== Records for the task ==
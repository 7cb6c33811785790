//! Classifier accuracy chart shown on the dashboard page.
//!
//! The numbers are placeholder demo values, not measurements.

use crate::api::{ChartConfig, ChartTheme, CssColor, Dataset};
use crate::error::ChartResult;

/// Id of the canvas that hosts the accuracy chart.
pub const PERFORMANCE_CHART_ID: &str = "performanceChart";

pub const DATASET_LABEL: &str = "Accuracy";

pub const CLASSIFIERS: [&str; 5] = [
    "Logistic Regression",
    "SVM",
    "Random Forest",
    "XGBoost",
    "Ensemble",
];

/// Placeholder accuracy per classifier, aligned with `CLASSIFIERS`.
pub const PLACEHOLDER_ACCURACY: [f64; 5] = [0.85, 0.88, 0.92, 0.91, 0.94];

/// Bar fill per classifier, aligned with `CLASSIFIERS`.
pub const CLASSIFIER_FILLS: [&str; 5] = [
    "rgba(231, 76, 60, 0.7)",
    "rgba(52, 152, 219, 0.7)",
    "rgba(46, 204, 113, 0.7)",
    "rgba(155, 89, 182, 0.7)",
    "rgba(241, 196, 15, 0.7)",
];

/// Bar chart of `PLACEHOLDER_ACCURACY` in the dark dashboard theme.
pub fn performance_chart_config() -> ChartResult<ChartConfig> {
    performance_chart_config_with_theme(&ChartTheme::dark()?)
}

pub fn performance_chart_config_with_theme(theme: &ChartTheme) -> ChartResult<ChartConfig> {
    let fills = CLASSIFIER_FILLS
        .iter()
        .map(|fill| CssColor::parse(*fill))
        .collect::<ChartResult<Vec<_>>>()?;

    let dataset = Dataset::new(DATASET_LABEL, PLACEHOLDER_ACCURACY.to_vec())
        .with_background_color(fills)
        .with_border(theme.border_color.clone(), theme.border_width);

    Ok(ChartConfig::bar(
        CLASSIFIERS.iter().map(|name| (*name).to_owned()).collect(),
        vec![dataset],
    )
    .with_responsive(true)
    .with_value_axis_from_zero()
    .with_theme(theme))
}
===
**Task statement:**
Beginning of the records through the line with "pub const PERFORMANCE_CHART_ID: &str": return that span exactly and stop there.

**Task response:**
repository 7cb6c33811785790
//! Classifier accuracy chart shown on the dashboard page.
//!
//! The numbers are placeholder demo values, not measurements.

use crate::api::{ChartConfig, ChartTheme, CssColor, Dataset};
use crate::error::ChartResult;

/// Id of the canvas that hosts the accuracy chart.
pub const PERFORMANCE_CHART_ID: &str = "performanceChart";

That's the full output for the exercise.